To get similarities between different movies and make recommendations based on similar movies, we decided to give content-based filtering a try, wherein the algorithm uses certain metrics such as overview and genre to output similar movies based on a particular input. After initially just transforming the metrics into BERT embeddings, we ran PCA to reduce the dimensions of these embeddings from 768 to 60. A drawback with this approach was that content based filtering does not take into consideration anything about the personal taste of the user, so it would recommend the same set of movies to every set of users. To overcome this, we moved onto collaborative filtering where we suggest movies to a user based on what other users with similar preferences like. These user preferences are used to predict ratings for a movie the user hasn’t seen and then decide if the user would enjoy watching that movie. We did get decent results and favorable predictions for user-based collaborative filtering but realized that such an approach is highly dependent on personal opinion which might change over time and recalculating such large matrices before every prediction is not feasible. This led to us exploring the item-based filtering approach, where we try to find similar movies, instead of basing our decision only on similar users. Because movies don’t change over time like user opinions, these predictions have a much higher chance of holding good over time, while being much less resource intensive. When a user inputs a movie, we use k-nearest neighbors algorithm to compute similarities between movies and output the top closest ones.
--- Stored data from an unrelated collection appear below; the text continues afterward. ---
// SPDX-License-Identifier: CEPL-1.0
//! Scripted stand-in for a GPU, used by the frame loop tests.
//!
//! Handles are minted from a counter and tracked until destroyed; destroying a
//! handle that is not live, or using one in a frame, panics. Acquire and
//! present results are popped from per-call scripts and default to success.

use std::collections::{HashMap, VecDeque};
use std::sync::{Arc, Mutex, MutexGuard};
use std::time::Duration;

use ash::vk::{self, Handle};

use crate::device::{FrameRecording, PresentDevice, RenderTarget, SwapchainDesc};
use crate::error::{FrameError, FrameResult, SwapchainError};

#[derive(Clone, Copy, Debug, PartialEq, Eq)]
pub(crate) enum Kind {
    Swapchain,
    ImageView,
    Framebuffer,
    Pipeline,
    Semaphore,
}

#[derive(Clone, Copy, Debug, PartialEq, Eq)]
pub(crate) enum Scripted {
    Optimal,
    Suboptimal,
    OutOfDate,
    Fail(vk::Result),
}

#[derive(Clone, Copy, Debug, PartialEq, Eq)]
pub(crate) enum Event {
    WaitIdle,
    CreateSwapchain(u64),
    DestroySwapchain(u64),
    Acquire(u32),
    Record(u64),
    Submit,
    Present(u32),
    WaitFrame,
}

pub(crate) struct MockState {
    pub caps: vk::SurfaceCapabilitiesKHR,
    pub formats: Vec<vk::SurfaceFormatKHR>,
    pub present_modes: Vec<vk::PresentModeKHR>,
    pub acquire_script: VecDeque<Scripted>,
    pub present_script: VecDeque<Scripted>,
    pub hang: bool,
    /// Framebuffers that may still be created before creation starts failing.
    pub framebuffer_budget: Option<usize>,
    pub swapchains: Vec<SwapchainDesc>,
    pub recordings: Vec<FrameRecording>,
    pub events: Vec<Event>,
    live: HashMap<u64, Kind>,
    images: HashMap<u64, usize>,
    framebuffer_extents: HashMap<u64, vk::Extent2D>,
    next_raw: u64,
    next_image: u32,
}

impl MockState {
    fn mint(&mut self, kind: Kind) -> u64 {
        self.next_raw += 1;
        self.live.insert(self.next_raw, kind);
        self.next_raw
    }

    fn release(&mut self, raw: u64, kind: Kind) {
        match self.live.remove(&raw) {
            Some(k) if k == kind => {}
            other => panic!("destroying {kind:?} {raw:#x} that is not live (found {other:?})"),
        }
    }

    fn assert_live(&self, raw: u64, kind: Kind) {
        assert_eq!(
            self.live.get(&raw),
            Some(&kind),
            "{kind:?} {raw:#x} used after it was destroyed"
        );
    }

    pub fn live_count(&self, kind: Kind) -> usize {
        self.live.values().filter(|&&k| k == kind).count()
    }

    pub fn count(&self, pred: impl Fn(&Event) -> bool) -> usize {
        self.events.iter().filter(|&e| pred(e)).count()
    }
}

pub(crate) struct MockDevice {
    state: Mutex<MockState>,
}

impl MockDevice {
    /// Free-size surface (extent follows the caller), two images minimum, no maximum.
    pub fn new() -> Arc<Self> {
        Arc::new(Self {
            state: Mutex::new(MockState {
                caps: vk::SurfaceCapabilitiesKHR {
                    min_image_count: 2,
                    max_image_count: 0,
                    current_extent: vk::Extent2D {
                        width: u32::MAX,
                        height: u32::MAX,
                    },
                    min_image_extent: vk::Extent2D {
                        width: 1,
                        height: 1,
                    },
                    max_image_extent: vk::Extent2D {
                        width: 16384,
                        height: 16384,
                    },
                    current_transform: vk::SurfaceTransformFlagsKHR::IDENTITY,
                    ..Default::default()
                },
                formats: vec![vk::SurfaceFormatKHR {
                    format: vk::Format::B8G8R8A8_SRGB,
                    color_space: vk::ColorSpaceKHR::SRGB_NONLINEAR,
                }],
                present_modes: vec![vk::PresentModeKHR::FIFO, vk::PresentModeKHR::MAILBOX],
                acquire_script: VecDeque::new(),
                present_script: VecDeque::new(),
                hang: false,
                framebuffer_budget: None,
                swapchains: Vec::new(),
                recordings: Vec::new(),
                events: Vec::new(),
                live: HashMap::new(),
                images: HashMap::new(),
                framebuffer_extents: HashMap::new(),
                next_raw: 0x1000,
                next_image: 0,
            }),
        })
    }

    pub fn state(&self) -> MutexGuard<'_, MockState> {
        self.state.lock().unwrap()
    }

    pub fn script_acquire(&self, steps: impl IntoIterator<Item = Scripted>) {
        self.state().acquire_script.extend(steps);
    }

    pub fn script_present(&self, steps: impl IntoIterator<Item = Scripted>) {
        self.state().present_script.extend(steps);
    }

    pub fn live_count(&self, kind: Kind) -> usize {
        self.state().live_count(kind)
    }

    pub fn total_live(&self) -> usize {
        self.state().live.len()
    }
}

fn stale_or_fatal<T>(
    op: &'static str,
    step: Scripted,
    ok: impl FnOnce(bool) -> T,
) -> Result<T, SwapchainError> {
    match step {
        Scripted::Optimal => Ok(ok(false)),
        Scripted::Suboptimal => Ok(ok(true)),
        Scripted::OutOfDate => Err(SwapchainError::classify(
            op,
            vk::Result::ERROR_OUT_OF_DATE_KHR,
        )),
        Scripted::Fail(r) => Err(SwapchainError::classify(op, r)),
    }
}

impl PresentDevice for MockDevice {
    fn surface_capabilities(&self) -> FrameResult<vk::SurfaceCapabilitiesKHR> {
        Ok(self.state().caps)
    }

    fn surface_formats(&self) -> FrameResult<Vec<vk::SurfaceFormatKHR>> {
        Ok(self.state().formats.clone())
    }

    fn present_modes(&self) -> FrameResult<Vec<vk::PresentModeKHR>> {
        Ok(self.state().present_modes.clone())
    }

    fn create_swapchain(&self, desc: &SwapchainDesc) -> FrameResult<vk::SwapchainKHR> {
        let mut st = self.state();
        if desc.old_swapchain != vk::SwapchainKHR::null() {
            st.assert_live(desc.old_swapchain.as_raw(), Kind::Swapchain);
        }
        let raw = st.mint(Kind::Swapchain);
        st.images.insert(raw, desc.min_image_count as usize);
        st.swapchains.push(*desc);
        st.events.push(Event::CreateSwapchain(raw));
        st.next_image = 0;
        Ok(vk::SwapchainKHR::from_raw(raw))
    }

    fn swapchain_images(&self, swapchain: vk::SwapchainKHR) -> FrameResult<Vec<vk::Image>> {
        let st = self.state();
        let count = st.images[&swapchain.as_raw()];
        Ok((0..count)
            .map(|i| vk::Image::from_raw(swapchain.as_raw() * 100 + i as u64))
            .collect())
    }

    fn destroy_swapchain(&self, swapchain: vk::SwapchainKHR) {
        let mut st = self.state();
        st.release(swapchain.as_raw(), Kind::Swapchain);
        st.events.push(Event::DestroySwapchain(swapchain.as_raw()));
    }

    fn create_image_view(
        &self,
        _image: vk::Image,
        _format: vk::Format,
    ) -> FrameResult<vk::ImageView> {
        Ok(vk::ImageView::from_raw(self.state().mint(Kind::ImageView)))
    }

    fn destroy_image_view(&self, view: vk::ImageView) {
        self.state().release(view.as_raw(), Kind::ImageView);
    }

    fn create_semaphore(&self) -> FrameResult<vk::Semaphore> {
        Ok(vk::Semaphore::from_raw(self.state().mint(Kind::Semaphore)))
    }

    fn destroy_semaphore(&self, semaphore: vk::Semaphore) {
        self.state().release(semaphore.as_raw(), Kind::Semaphore);
    }

    fn acquire_next_image(
        &self,
        swapchain: vk::SwapchainKHR,
        signal: vk::Semaphore,
    ) -> Result<(u32, bool), SwapchainError> {
        let mut st = self.state();
        st.assert_live(swapchain.as_raw(), Kind::Swapchain);
        st.assert_live(signal.as_raw(), Kind::Semaphore);
        let step = st.acquire_script.pop_front().unwrap_or(Scripted::Optimal);
        let count = st.images[&swapchain.as_raw()] as u32;
        let index = st.next_image % count;
        let result = stale_or_fatal("vkAcquireNextImageKHR", step, |sub| (index, sub));
        if result.is_ok() {
            st.next_image += 1;
            st.events.push(Event::Acquire(index));
        }
        result
    }

    fn submit(&self, wait: vk::Semaphore, signal: vk::Semaphore) -> FrameResult<()> {
        let mut st = self.state();
        st.assert_live(wait.as_raw(), Kind::Semaphore);
        st.assert_live(signal.as_raw(), Kind::Semaphore);
        st.events.push(Event::Submit);
        Ok(())
    }

    fn present(
        &self,
        swapchain: vk::SwapchainKHR,
        image_index: u32,
        wait: vk::Semaphore,
    ) -> Result<bool, SwapchainError> {
        let mut st = self.state();
        st.assert_live(swapchain.as_raw(), Kind::Swapchain);
        st.assert_live(wait.as_raw(), Kind::Semaphore);
        let step = st.present_script.pop_front().unwrap_or(Scripted::Optimal);
        st.events.push(Event::Present(image_index));
        stale_or_fatal("vkQueuePresentKHR", step, |sub| sub)
    }

    fn wait_frame_complete(&self, timeout: Duration) -> FrameResult<()> {
        let mut st = self.state();
        st.events.push(Event::WaitFrame);
        if st.hang {
            return Err(FrameError::DeviceHang {
                op: "vkWaitForFences",
                timeout,
            });
        }
        Ok(())
    }

    fn wait_idle(&self) -> FrameResult<()> {
        self.state().events.push(Event::WaitIdle);
        Ok(())
    }
}

impl RenderTarget for MockDevice {
    fn create_framebuffer(
        &self,
        view: vk::ImageView,
        extent: vk::Extent2D,
    ) -> FrameResult<vk::Framebuffer> {
        let mut st = self.state();
        st.assert_live(view.as_raw(), Kind::ImageView);
        match st.framebuffer_budget {
            Some(0) => {
                return Err(FrameError::api(
                    "vkCreateFramebuffer",
                    vk::Result::ERROR_OUT_OF_DEVICE_MEMORY,
                ))
            }
            Some(ref mut n) => *n -= 1,
            None => {}
        }
        let raw = st.mint(Kind::Framebuffer);
        st.framebuffer_extents.insert(raw, extent);
        Ok(vk::Framebuffer::from_raw(raw))
    }

    fn destroy_framebuffer(&self, framebuffer: vk::Framebuffer) {
        let mut st = self.state();
        st.release(framebuffer.as_raw(), Kind::Framebuffer);
        st.framebuffer_extents.remove(&framebuffer.as_raw());
    }

    fn create_pipeline(&self, _extent: vk::Extent2D) -> FrameResult<vk::Pipeline> {
        Ok(vk::Pipeline::from_raw(self.state().mint(Kind::Pipeline)))
    }

    fn destroy_pipeline(&self, pipeline: vk::Pipeline) {
        self.state().release(pipeline.as_raw(), Kind::Pipeline);
    }

    fn record_frame(&self, frame: &FrameRecording) -> FrameResult<()> {
        let mut st = self.state();
        st.assert_live(frame.framebuffer.as_raw(), Kind::Framebuffer);
        st.assert_live(frame.pipeline.as_raw(), Kind::Pipeline);
        let fb_extent = st.framebuffer_extents[&frame.framebuffer.as_raw()];
        assert_eq!(
            (fb_extent.width, fb_extent.height),
            (frame.extent.width, frame.extent.height),
            "recording extent differs from the framebuffer it targets"
        );
        st.recordings.push(*frame);
        st.events.push(Event::Record(frame.framebuffer.as_raw()));
        Ok(())
    }
}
Our next approach was Apriori, which was much more comprehensive in nature. Apriori makes recommendations by measuring the increase in likelihood of a movie being watched by users given that they have watched another movie, over its likelihood when that movie is recommended to the entire population. These two calculated features are known as support and confidence respectively.
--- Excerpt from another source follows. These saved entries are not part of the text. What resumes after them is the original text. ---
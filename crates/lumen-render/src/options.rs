// SPDX-License-Identifier: CEPL-1.0
use std::time::Duration;

/// When the frame loop schedules work.
#[derive(Clone, Copy, Debug, Default, PartialEq, Eq)]
pub enum UpdateMode {
    /// Only after an explicit "content changed" request.
    OnDemand,
    /// Every tick, paced by vertical sync.
    #[default]
    Continuous,
    /// Every tick, as fast as the present engine allows.
    MaxFrameRate,
}

impl UpdateMode {
    /// Whether a completed frame schedules the next one on its own.
    pub fn reschedules(self) -> bool {
        !matches!(self, UpdateMode::OnDemand)
    }
}

pub const DEFAULT_IMAGE_COUNT: u32 = 2;
pub const DEFAULT_FRAME_TIMEOUT: Duration = Duration::from_secs(3);
pub const DEFAULT_CLEAR_COLOR: [f32; 4] = [0.0, 0.0, 0.0, 1.0];

#[derive(Clone, Copy, Debug)]
pub struct RenderOptions {
    pub update_mode: UpdateMode,
    /// `None` defers to the platform preference.
    pub prefer_mailbox: Option<bool>,
    /// Requested swapchain length before clamping to surface limits.
    pub image_count: u32,
    /// Longest wait for a frame's GPU work before the device counts as hung.
    pub frame_timeout: Duration,
    pub clear_color: [f32; 4],
}

impl Default for RenderOptions {
    fn default() -> Self {
        RenderOptions {
            update_mode: UpdateMode::default(),
            prefer_mailbox: None,
            image_count: DEFAULT_IMAGE_COUNT,
            frame_timeout: DEFAULT_FRAME_TIMEOUT,
            clear_color: DEFAULT_CLEAR_COLOR,
        }
    }
}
The final approach that we tried was a hybrid one, which combined both content and collaborative based models. We used LightFM as the hybrid matrix factorization method to achieve this. Unlike previous methods, this ensures that both the user as well as the item metadata are taken into consideration in both cold-start or sparse interaction data scenarios. User and item data are converted to embeddings and represented as linear combinations of the latent factors of their content features. This model clearly outperforms the previously implemented ones as can be seen from the metrics above, and also the associated movie recommendations.

References

  1. F. Maxwell Harper and Joseph A. Konstan. 2015. The MovieLens Datasets: History and Context. ACM Trans. Interact. Intell. Syst. 5, 4, Article 19 (January 2016), 19 pages. DOI:https://doi.org/10.1145/2827872

  2. “Recmetrics.” PyPI, https://pypi.org/project/recmetrics/

  3. Kumar, Manoj, et al. “A movie recommender system: Movrec.” International Journal of Computer Applications 124.3 (2015).

  4. Cintia Ganesha Putri, Debby, Jenq-Shiou Leu, and Pavel Seda. “Design of an unsupervised machine learning-based movie recommender system.” Symmetry 12.2 (2020): 185.

  5. Chen, Hung-Wei, et al. “Fully content-based movie recommender system with feature extraction using neural network.” 2017 International Conference on Machine Learning and Cybernetics (ICMLC). Vol. 2. IEEE, 2017.

  6. Cui, Bei-Bei. “Design and implementation of movie recommendation system based on Knn collaborative filtering algorithm.” ITM web of conferences. Vol. 12. EDP Sciences, 2017.

  7. Katarya, Rahul, and Om Prakash Verma. “An effective collaborative movie recommender system with cuckoo search.” Egyptian Informatics Journal 18.2 (2017): 105-112.

  8. Maciej Kula (2015). Metadata Embeddings for User and Item Cold-start Recommendations. In Proceedings of the 2nd Workshop on New Trends on Content-Based Recommender Systems co-located with 9th ACM Conference on Recommender Systems (RecSys 2015), Vienna, Austria, September 16-20, 2015. (pp. 14–21). CEUR-WS.org.